Nov 3, 2005 11:00 GMT  ·  By

The future of wireless communications might be one without mobile phones, where voice commands are received via Wi-Fi by a chip located in your shirt pocket. VoIP (Voice over Internet Protocol) converts voice signals to data and sends them through the Internet to powerful servers that can identify the callers voice and connect automatically to the person he/she is trying to reach.

The idea seems to come from the Star Trek universe. Jen-Hsun Huang, Nvidia CEO, says that all these visions are possible in the near future. It may seem strange that a graphics company CEO like Jen-Hsun Huang makes this kind of previsions, but he says that all these innovations are based on technology available today, like Wi-Fi, VoIP and voice recognition software.

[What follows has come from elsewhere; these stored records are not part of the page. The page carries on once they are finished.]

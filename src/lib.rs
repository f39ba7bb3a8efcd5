//! Markdown image localizer library
//!
//! This library scans Markdown notes for remote image links, downloads the
//! images into a vault, and rewrites the links to point at the local copies.

pub mod cli;
pub mod color;
pub mod commands;
pub mod config;
pub mod error;
pub mod fetcher;
pub mod naming;
pub mod paths;
pub mod processor;
pub mod rewrite;
pub mod scanner;
pub mod validate;
pub mod vault;
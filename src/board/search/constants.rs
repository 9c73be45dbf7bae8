//! Search constants.
//!
//! Score bounds and move-ordering priorities used by the alpha-beta search.

use crate::board::MAX_PLY;

// ============================================================================
// SCORES
// ============================================================================

/// Score of being checkmated at the root; mates further away score closer to zero.
pub const MATE_SCORE: i32 = 50_000;

/// Window bound larger than any reachable score.
pub const SCORE_BOUND: i32 = 100_000;

/// Scores with absolute value >= this are checkmate scores
pub const MATE_THRESHOLD: i32 = MATE_SCORE - MAX_PLY as i32;

// ============================================================================
// MOVE ORDERING PRIORITIES
// ============================================================================
// Higher scores = tried earlier. Ordered: PV > captures/promotions > killers > history

/// Move from the previous iteration's principal variation
pub const PV_MOVE_SCORE: i32 = 1_000_000;

/// Base for captures and promotions, before MVV-LVA and promotion bonus
pub const TACTICAL_BASE_SCORE: i32 = 100_000;

/// First killer move (quiet that caused beta cutoff at same ply)
pub const KILLER1_SCORE: i32 = 90_000;

/// Second killer move (replaced killer)
pub const KILLER2_SCORE: i32 = 80_000;

/// History scores saturate here, below every killer
pub const HISTORY_MAX: i32 = 50_000;
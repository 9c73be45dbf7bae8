//! Core search implementation.
//!
//! This module implements:
//! - Negamax alpha-beta with principal variation search
//! - Null move pruning
//! - Late move reductions (LMR)
//! - Check, seventh-rank pawn and single-reply extensions
//! - Mate-distance adjusted transposition table cutoffs
//!
//! Every search function returns `Option<i32>`: `None` means the deadline passed and
//! is propagated with `?` through every frame, never read as a score.

mod iterative;
mod pruning;
mod quiescence;

use std::time::Instant;

use crate::board::{Board, Move, MoveList, ScoredMoveList, MAX_PLY};
use crate::tt::{BoundType, TTEntry};

use super::constants::{KILLER1_SCORE, KILLER2_SCORE, MATE_SCORE, MATE_THRESHOLD, PV_MOVE_SCORE};
use super::move_order::tactical_score;
use super::{SearchInfoCallback, SearchParams, SearchState};

/// Search context for a single search
pub(crate) struct SearchContext<'a> {
    pub state: &'a mut SearchState,
    pub params: SearchParams,
    pub start_time: Instant,
    pub deadline: Option<Instant>,
    pub nodes: u64,
    /// Set once the deadline has been seen; every later check fails immediately
    pub timed_out: bool,
    /// Principal variation of the last completed iteration
    pub root_pv: Vec<Move>,
    /// Optional callback for reporting iteration info
    pub info_callback: Option<SearchInfoCallback>,
}

/// Convert a score to its stored form: mate scores count plies from this node, not the root.
#[inline]
fn score_to_tt(score: i32, ply: usize) -> i32 {
    if score >= MATE_THRESHOLD {
        score + ply as i32
    } else if score <= -MATE_THRESHOLD {
        score - ply as i32
    } else {
        score
    }
}

#[inline]
fn score_from_tt(score: i32, ply: usize) -> i32 {
    if score >= MATE_THRESHOLD {
        score - ply as i32
    } else if score <= -MATE_THRESHOLD {
        score + ply as i32
    } else {
        score
    }
}

impl<'a> SearchContext<'a> {
    pub fn new(
        state: &'a mut SearchState,
        start_time: Instant,
        deadline: Option<Instant>,
        info_callback: Option<SearchInfoCallback>,
    ) -> Self {
        let params = state.params.clone();
        SearchContext {
            state,
            params,
            start_time,
            deadline,
            nodes: 0,
            timed_out: false,
            root_pv: Vec::new(),
            info_callback,
        }
    }

    /// Check if the deadline has passed
    #[inline]
    fn out_of_time(&mut self) -> bool {
        if !self.timed_out {
            if let Some(deadline) = self.deadline {
                self.timed_out = Instant::now() >= deadline;
            }
        }
        self.timed_out
    }

    /// Order moves: PV move, then captures/promotions by MVV-LVA, killers, history.
    ///
    /// The PV move is only recognised at nodes with an open window.
    fn order_moves(&self, board: &Board, moves: &MoveList, ply: usize, pv_node: bool) -> ScoredMoveList {
        let pv_move = if pv_node {
            self.root_pv.get(ply).copied()
        } else {
            None
        };
        let killers = &self.state.tables.killer_moves;
        let us = board.side_to_move();

        let mut scored = ScoredMoveList::new();
        for &mv in moves {
            let score = if Some(mv) == pv_move {
                PV_MOVE_SCORE
            } else if !mv.is_quiet() {
                tactical_score(mv)
            } else if mv == killers.primary(ply) {
                KILLER1_SCORE
            } else if mv == killers.secondary(ply) {
                KILLER2_SCORE
            } else {
                self.state.tables.history.score(us, mv.piece(), mv.to())
            };
            scored.push(mv, score);
        }
        scored.sort_by_score_desc();
        scored
    }

    /// Probe the TT for a score that settles this node.
    fn probe_tt_for_cutoff(&mut self, hash: u64, depth: i32, alpha: i32, beta: i32, ply: usize) -> Option<i32> {
        let entry = self.state.tables.tt.probe(hash)?;
        let entry = TTEntry {
            score: score_from_tt(entry.score, ply),
            ..entry
        };
        let score = entry.usable_score(depth.max(0) as u32, alpha, beta)?;
        self.state.stats.tt_hits = self.state.stats.tt_hits.saturating_add(1);
        Some(score)
    }

    fn store_tt(&mut self, hash: u64, depth: i32, score: i32, bound: BoundType, best_move: Option<Move>, ply: usize) {
        self.state.tables.tt.store(
            hash,
            depth.max(0) as u32,
            score_to_tt(score, ply),
            bound,
            best_move,
        );
    }

    /// Extension for `mv`: one ply for giving check, a pawn reaching its seventh rank,
    /// or being the only legal move, while the line's extension budget lasts.
    fn extension(&self, board: &Board, mv: Move, gives_check: bool, single_reply: bool, extended: u32) -> u32 {
        if extended > self.params.extension_budget {
            return 0;
        }
        let pawn_push = mv.piece() == crate::board::Piece::Pawn
            && mv.to().rank() == board.side_to_move().pawn_seventh_rank();
        u32::from(gives_check || pawn_push || single_reply)
    }

    /// Late move reduction for the move at `idx` in search order.
    fn reduction(&self, idx: usize, depth: i32, extension: u32, mv: Move) -> i32 {
        let p = &self.params;
        if idx < p.lmr_full_moves || depth < p.lmr_min_depth || extension > 0 || mv.is_capture() {
            0
        } else if idx >= p.lmr_three_ply_index {
            3
        } else if idx >= p.lmr_two_ply_index {
            2
        } else {
            1
        }
    }

    /// Negamax alpha-beta search.
    ///
    /// `extended` is the extension accumulated along the line so far; `allow_pruning`
    /// is false directly below a null move.
    #[allow(clippy::too_many_arguments)]
    pub fn negamax(
        &mut self,
        board: &Board,
        depth: i32,
        mut alpha: i32,
        beta: i32,
        ply: usize,
        extended: u32,
        in_check: bool,
        allow_pruning: bool,
    ) -> Option<i32> {
        if self.out_of_time() {
            return None;
        }
        self.nodes += 1;
        self.state.tables.pv.clear(ply);

        if ply >= MAX_PLY - 1 {
            return Some(board.evaluate());
        }

        let hash = board.hash();
        if ply > 0 {
            if let Some(score) = self.probe_tt_for_cutoff(hash, depth, alpha, beta, ply) {
                return Some(score);
            }
        }

        if depth <= 0 {
            return self.quiescence(board, alpha, beta, ply);
        }

        let zero_window = beta - alpha == 1;
        if allow_pruning && !in_check && zero_window {
            if let Some(score) = self.try_null_move_pruning(board, depth, beta, ply, extended)? {
                return Some(score);
            }
        }

        let moves = board.generate_moves();
        if moves.is_empty() {
            return Some(if in_check { -MATE_SCORE + ply as i32 } else { 0 });
        }

        let scored_moves = self.order_moves(board, &moves, ply, !zero_window);
        let single_reply = moves.len() == 1;
        let us = board.side_to_move();
        let mut best_move = None;

        for (idx, scored) in scored_moves.iter().enumerate() {
            let mv = scored.mv;
            let child = board.apply_move(mv);
            let gives_check = child.is_in_check();
            let extension = self.extension(board, mv, gives_check, single_reply, extended);
            let new_depth = depth - 1 + extension as i32;
            let child_extended = extended + extension;

            let score = if idx == 0 {
                -self.negamax(&child, new_depth, -beta, -alpha, ply + 1, child_extended, gives_check, true)?
            } else {
                let reduction = self.reduction(idx, depth, extension, mv);
                let mut score = -self.negamax(
                    &child,
                    new_depth - reduction,
                    -alpha - 1,
                    -alpha,
                    ply + 1,
                    child_extended,
                    gives_check,
                    true,
                )?;
                if reduction > 0 && score > alpha {
                    score = -self.negamax(&child, new_depth, -alpha - 1, -alpha, ply + 1, child_extended, gives_check, true)?;
                }
                if score > alpha && score < beta {
                    score = -self.negamax(&child, new_depth, -beta, -alpha, ply + 1, child_extended, gives_check, true)?;
                }
                score
            };

            if score >= beta {
                self.store_tt(hash, depth, beta, BoundType::LowerBound, Some(mv), ply);
                if mv.is_quiet() {
                    self.state.tables.killer_moves.update(ply, mv);
                }
                return Some(beta);
            }
            if score > alpha {
                alpha = score;
                best_move = Some(mv);
                if mv.is_quiet() {
                    self.state.tables.history.update(us, mv.piece(), mv.to(), depth);
                }
                self.state.tables.pv.update(ply, mv);
            }
        }

        let bound = if best_move.is_some() {
            BoundType::Exact
        } else {
            BoundType::UpperBound
        };
        self.store_tt(hash, depth, alpha, bound, best_move, ply);
        Some(alpha)
    }
}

Huang, who co-founded Nvidia in 1993, also predicted innovations in the graphics industry. Nvidia's CEO says that in ten years there won't be any differences between a movie and a video game. Huang said that current technologies need a lot of time to render graphics similar to a movie, but in a decade, it will be done in real time.

Chips that can make this possible need billions of transistors, and Nvidia hopes to reach the 1 billion transistors on a single GPU barrier by the end of 2008. Now, Nvidia's GeForce 7 GPU includes 302 million. By comparison, in 1993 Nvidia GPUs included only 1 million transistors.